Her mind raced. She hesitated for a second, then said, “Yeah sure, I’ll come for a bit.”

Spending the night there turned out to be a complete disaster for her the next day.  She finally got home in the afternoon, completely forgetting her children and husband. Things were becoming out of hand.  She sensed this but chose to ignore it. Her relationship with Peter was becoming a kind of obsession. She couldn’t accept the truth and tried at every moment to get him, to see him, to talk to him , to get some kind of connection and attention from him. Even negative attention was still attention for her.      She didn’t care. All she cared about was seeing him again.

She decided to text him the very chance she got. He hadn’t texted her, and she was becoming incredibly impatient.  How could he just ignore her, after the sex they had the previous night.

She began to pester him, and ask him for explanations as to why he hadn’t contacted her, and why he was being so distant, and why he ignored her and how could he not contact her after the previous night. She also began to insult him, shift blame and shame towards him, especially when she didn’t get the answers she wanted.  He got very upset. He asked her to stop. But she wouldn’t. She couldn’t even if she wanted to.

He warned her : “If you don’t stop sending these messages Eve, I will have to block you, you’re acting crazy.”

Still she persisted.  Then, he blocked her.  Everything stopped for her.

That was like a kick to her stomach. Physically she felt sick. She had a physical reaction to him blocking her. She couldn’t breathe as she fell to the ground and began to sob uncontrollably.

Soon after the affair ended, Eve realized exactly what was happening to her. With help she realized that her relationship with Pete, was an addictive one. Although she thought it was love, it actually was far from it. She realized that she really didn’t know what love was within a relationship and that she had much work to do on herself.

One thing she learned was that in addictive relationships there is no trust, no respect, no intimacy and no honesty.  Everything is built on lies and fantasy.  There is only need, urgency and longing. The need to satiate desires. It is much like addicts behave. The addict will do anything to get his fix. Addictive relationships are much the same. Partners will do anything to get their fix. In such cases, the person becomes their drug. Seeing them, serves to feed their addiction to the said person. The sex then, often becomes the epitome of that high within the relationship.  For Eve, this was the case. She didn’t care how he treated her, all she wanted was to see him.

The roots of abusive, toxic, addictive relationships stem from unresolved childhood trauma. Eve, found through therapy that this was the case for her.

Often children who suffer emotional, physical or sexual abuse usually run into and out of these types of relationships in adulthood.  Often these relationships are referred to as the trauma bond.
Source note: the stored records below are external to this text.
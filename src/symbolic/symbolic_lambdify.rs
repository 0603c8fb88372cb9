//! LAMBDIFICATION - Converting Symbolic Expressions to Executable Functions
//!
//! Two flavours:
//! - `lambdify(vars)`: closure over a slice of scalar arguments, used by the
//!   Newton-Raphson solver and for point evaluation
//! - `lambdify_ndarray(vars)`: closure over whole `ndarray` grids, one array operation
//!   per tree node, used to sample functions on meshes for plotting
use crate::errors::ComputationError;
use crate::symbolic::symbolic_engine::Expr;
use ndarray::{ArrayD, IxDyn, Zip};

/// compiled scalar function of a slice of arguments
pub type ScalarFn = Box<dyn Fn(&[f64]) -> f64 + Send + Sync>;
/// compiled function evaluated element-wise over equally shaped grids
pub type GridFn = Box<dyn Fn(&[ArrayD<f64>]) -> ArrayD<f64> + Send + Sync>;

fn position_of(vars: &[&str], name: &str) -> Result<usize, ComputationError> {
    vars.iter()
        .position(|&x| x == name)
        .ok_or_else(|| ComputationError::UnknownVariable(name.to_string()))
}

impl Expr {
    /// Converts a symbolic expression into an executable Rust closure whose `i`-th
    /// argument is the value of `vars[i]`.
    ///
    /// # Examples
    /// ```rust, ignore
    /// let f = Expr::parse_expression("x**2 + y").unwrap();
    /// let func = f.lambdify(&["x", "y"]).unwrap();
    /// assert_eq!(func(&[3.0, 1.0]), 10.0);
    /// ```
    pub fn lambdify(&self, vars: &[&str]) -> Result<ScalarFn, ComputationError> {
        let compiled: ScalarFn = match self {
            Expr::Var(name) => {
                let index = position_of(vars, name)?;
                Box::new(move |args| args[index])
            }
            Expr::Const(val) => {
                let val = *val;
                Box::new(move |_| val)
            }
            Expr::Add(lhs, rhs) => {
                let lf = lhs.lambdify(vars)?;
                let rf = rhs.lambdify(vars)?;
                Box::new(move |args| lf(args) + rf(args))
            }
            Expr::Sub(lhs, rhs) => {
                let lf = lhs.lambdify(vars)?;
                let rf = rhs.lambdify(vars)?;
                Box::new(move |args| lf(args) - rf(args))
            }
            Expr::Mul(lhs, rhs) => {
                let lf = lhs.lambdify(vars)?;
                let rf = rhs.lambdify(vars)?;
                Box::new(move |args| lf(args) * rf(args))
            }
            Expr::Div(lhs, rhs) => {
                let lf = lhs.lambdify(vars)?;
                let rf = rhs.lambdify(vars)?;
                Box::new(move |args| lf(args) / rf(args))
            }
            Expr::Pow(b, e) => {
                let bf = b.lambdify(vars)?;
                let ef = e.lambdify(vars)?;
                Box::new(move |args| bf(args).powf(ef(args)))
            }
            Expr::Func(kind, arg) => {
                let kind = *kind;
                let f = arg.lambdify(vars)?;
                Box::new(move |args| kind.apply(f(args)))
            }
        };
        Ok(compiled)
    } // end of lambdify

    /// Vectorized lambdify: the closure takes one grid per variable (all of the same
    /// shape) and returns the grid of function values. IEEE semantics are kept, so
    /// poles and domain errors show up as inf/NaN elements.
    pub fn lambdify_ndarray(&self, vars: &[&str]) -> Result<GridFn, ComputationError> {
        let compiled: GridFn = match self {
            Expr::Var(name) => {
                let index = position_of(vars, name)?;
                Box::new(move |grids| grids[index].clone())
            }
            Expr::Const(val) => {
                let val = *val;
                Box::new(move |grids| match grids.first() {
                    Some(grid) => ArrayD::from_elem(grid.raw_dim(), val),
                    None => ArrayD::from_elem(IxDyn(&[]), val),
                })
            }
            Expr::Add(lhs, rhs) => {
                let lf = lhs.lambdify_ndarray(vars)?;
                let rf = rhs.lambdify_ndarray(vars)?;
                Box::new(move |grids| &lf(grids) + &rf(grids))
            }
            Expr::Sub(lhs, rhs) => {
                let lf = lhs.lambdify_ndarray(vars)?;
                let rf = rhs.lambdify_ndarray(vars)?;
                Box::new(move |grids| &lf(grids) - &rf(grids))
            }
            Expr::Mul(lhs, rhs) => {
                let lf = lhs.lambdify_ndarray(vars)?;
                let rf = rhs.lambdify_ndarray(vars)?;
                Box::new(move |grids| &lf(grids) * &rf(grids))
            }
            Expr::Div(lhs, rhs) => {
                let lf = lhs.lambdify_ndarray(vars)?;
                let rf = rhs.lambdify_ndarray(vars)?;
                Box::new(move |grids| &lf(grids) / &rf(grids))
            }
            Expr::Pow(b, e) => {
                let bf = b.lambdify_ndarray(vars)?;
                let ef = e.lambdify_ndarray(vars)?;
                Box::new(move |grids| {
                    Zip::from(&bf(grids))
                        .and(&ef(grids))
                        .map_collect(|&base, &exp| base.powf(exp))
                })
            }
            Expr::Func(kind, arg) => {
                let kind = *kind;
                let f = arg.lambdify_ndarray(vars)?;
                Box::new(move |grids| f(grids).mapv_into(|x| kind.apply(x)))
            }
        };
        Ok(compiled)
    }
}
In order to break the trauma bond, there are therapeutic techniques and programs one can follow. In severe cases when people suffer from complex PTSD, there exists a therapy called EMDR therapy.    Here, you relive your traumatic and triggering experiences, while the therapists directs your eye movements.

Psychotherapy is another form of therapy one can pursue in order to heal from their past trauma.

Whatever, the case may be, the goal is to heal from past trauma in order to be able to choose healthier partners. Partners who are not abusive.  In order to achieve this, however, one must uncover their past, work on themselves, and lastly, come to love , accept and trust themselves enough so that they may experience healthier and happier relationships that will improve their lives as whole.